*** Opening Exercise inputs ***
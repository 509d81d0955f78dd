//! Per-session execution context and store management.
//!
//! This module provides:
//! - [`SandboxContext`]: Per-session state accessible from host functions
//! - [`LogEntry`] and [`LogLevel`]: Structured logging from guest code
//! - [`ExecutionMetrics`]: Fuel and wall time of a run

use std::sync::Arc;
use std::time::Duration;

use tokio::sync::watch;
use wasmtime::{Store, StoreLimits, StoreLimitsBuilder};

use crate::WasmEngine;
use crate::sandbox::Frame;
use playpen_common::{ExecutionConfig, Hostname, RuntimeError};

/// Upper bound on captured program output.
pub const MAX_OUTPUT_BYTES: usize = 1024 * 1024;

/// Upper bound on retained guest log text, summed over all messages.
pub const MAX_LOG_BYTES: usize = 256 * 1024;

const TRUNCATION_MARKER: &str = "\n[output truncated]\n";

const LOG_TRUNCATION_MESSAGE: &str = "[logs truncated]";

/// Per-session execution context.
///
/// Holds all state specific to one preview session. Host functions reach it
/// through the [`wasmtime::Caller`] API.
pub struct SandboxContext {
    /// Unique session identifier for tracing.
    pub session_id: String,

    /// Bundle the session is running, once loaded.
    pub hostname: Option<Hostname>,

    /// Logs collected from guest code, capped at [`MAX_LOG_BYTES`].
    pub logs: Vec<LogEntry>,

    /// Text the program printed.
    pub output: String,

    /// Execution metrics.
    pub metrics: ExecutionMetrics,

    /// Forward guest logs to the host log.
    pub debug_logging: bool,

    /// Epoch deadline in milliseconds, when one is armed.
    pub deadline_ms: Option<u64>,

    limits: StoreLimits,
    frame: Option<Arc<watch::Sender<Frame>>>,
    truncated: bool,
    log_bytes: usize,
    logs_truncated: bool,
}

/// A single log entry from guest code.
#[derive(Debug, Clone)]
pub struct LogEntry {
    /// Log level (debug, info, warn, error).
    pub level: LogLevel,

    /// Log message content.
    pub message: String,
}

impl std::fmt::Display for LogEntry {
    fn fmt(&self, f: &mut std::fmt::Formatter<'_>) -> std::fmt::Result {
        write!(f, "[{}] {}", self.level, self.message)
    }
}

/// Log level for guest logs.
#[derive(Debug, Clone, Copy, PartialEq, Eq)]
pub enum LogLevel {
    /// Debug-level messages.
    Debug,
    /// Informational messages.
    Info,
    /// Warning messages.
    Warn,
    /// Error messages.
    Error,
}

impl std::fmt::Display for LogLevel {
    fn fmt(&self, f: &mut std::fmt::Formatter<'_>) -> std::fmt::Result {
        match self {
            LogLevel::Debug => write!(f, "DEBUG"),
            LogLevel::Info => write!(f, "INFO"),
            LogLevel::Warn => write!(f, "WARN"),
            LogLevel::Error => write!(f, "ERROR"),
        }
    }
}

/// Execution metrics, published with the final frame.
#[derive(Debug, Clone, Copy, Default, PartialEq, Eq)]
pub struct ExecutionMetrics {
    /// Fuel consumed during execution.
    pub fuel_consumed: u64,

    /// Total execution duration.
    pub duration: Option<Duration>,
}

impl SandboxContext {
    /// Create a new context for the given session.
    pub fn new(session_id: String) -> Self {
        Self {
            session_id,
            hostname: None,
            logs: Vec::new(),
            output: String::new(),
            metrics: ExecutionMetrics::default(),
            debug_logging: false,
            deadline_ms: None,
            limits: StoreLimits::default(),
            frame: None,
            truncated: false,
            log_bytes: 0,
            logs_truncated: false,
        }
    }

    /// Publish printed output to `frame` as it arrives.
    pub fn attach_frame(&mut self, frame: Arc<watch::Sender<Frame>>) {
        self.frame = Some(frame);
    }

    /// Add a log entry, enforcing [`MAX_LOG_BYTES`].
    ///
    /// Returns `false` once the budget is spent; the entry is dropped.
    pub fn log(&mut self, level: LogLevel, message: &str) -> bool {
        if self.logs_truncated {
            return false;
        }

        let entry = if self.log_bytes + message.len() <= MAX_LOG_BYTES {
            self.log_bytes += message.len();
            LogEntry {
                level,
                message: message.to_string(),
            }
        } else {
            self.logs_truncated = true;
            LogEntry {
                level: LogLevel::Warn,
                message: LOG_TRUNCATION_MESSAGE.to_string(),
            }
        };

        if let Some(frame) = &self.frame {
            let line = entry.to_string();
            frame.send_modify(|f| f.console.push(line));
        }
        self.logs.push(entry);
        !self.logs_truncated
    }

    /// Bytes of log text retained so far.
    pub fn log_bytes(&self) -> usize {
        self.log_bytes
    }

    /// Append program output, enforcing [`MAX_OUTPUT_BYTES`].
    pub fn print(&mut self, text: &str) {
        if self.truncated {
            return;
        }

        let room = MAX_OUTPUT_BYTES.saturating_sub(self.output.len());
        let chunk = if text.len() <= room {
            text.to_string()
        } else {
            self.truncated = true;
            let mut cut = room;
            while !text.is_char_boundary(cut) {
                cut -= 1;
            }
            format!("{}{TRUNCATION_MARKER}", &text[..cut])
        };

        self.output.push_str(&chunk);
        if let Some(frame) = &self.frame {
            frame.send_modify(|f| f.output.push_str(&chunk));
        }
    }

    /// Record the metrics of a finished run.
    pub fn record_metrics(&mut self, fuel_consumed: u64, duration: Duration) {
        self.metrics = ExecutionMetrics {
            fuel_consumed,
            duration: Some(duration),
        };
    }
}

/// Create a new Wasmtime store with the given configuration.
///
/// # Errors
///
/// Returns an error if fuel cannot be configured on the store.
pub fn create_store(
    engine: &WasmEngine,
    config: &ExecutionConfig,
    session_id: String,
) -> Result<Store<SandboxContext>, RuntimeError> {
    let mut context = SandboxContext::new(session_id);
    context.limits = StoreLimitsBuilder::new()
        .memory_size(config.max_memory_bytes())
        .build();

    let mut store = Store::new(engine.inner(), context);
    store.limiter(|ctx| &mut ctx.limits);

    // The engine always meters fuel; without a budget the store gets all of it.
    let fuel = if config.fuel_metering {
        config.max_fuel
    } else {
        u64::MAX
    };
    store
        .set_fuel(fuel)
        .map_err(|e| RuntimeError::invalid_config(format!("Failed to set fuel: {e}")))?;

    if config.yield_interval > 0 {
        store
            .fuel_async_yield_interval(Some(config.yield_interval))
            .map_err(|e| {
                RuntimeError::invalid_config(format!("Failed to set yield interval: {e}"))
            })?;
    }

    // One epoch tick per `epoch_tick_ms`; the deadline is expressed in ticks.
    if engine.config().epoch_interruption {
        let ticks = config.timeout_ms / engine.config().epoch_tick_ms.max(1);
        store.set_epoch_deadline(ticks.max(1));
        store.data_mut().deadline_ms = Some(config.timeout_ms);
    }

    Ok(store)
}

/// Get remaining fuel from a store.
pub fn get_remaining_fuel(store: &Store<SandboxContext>) -> Option<u64> {
    store.get_fuel().ok()
}

/// Calculate fuel consumed.
pub fn calculate_fuel_consumed(initial_fuel: u64, store: &Store<SandboxContext>) -> u64 {
    let remaining = get_remaining_fuel(store).unwrap_or(0);
    initial_fuel.saturating_sub(remaining)
}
*** Closing Exercise inputs ***
Note how many lines in the material contain the string "bool", and give that number alone.

4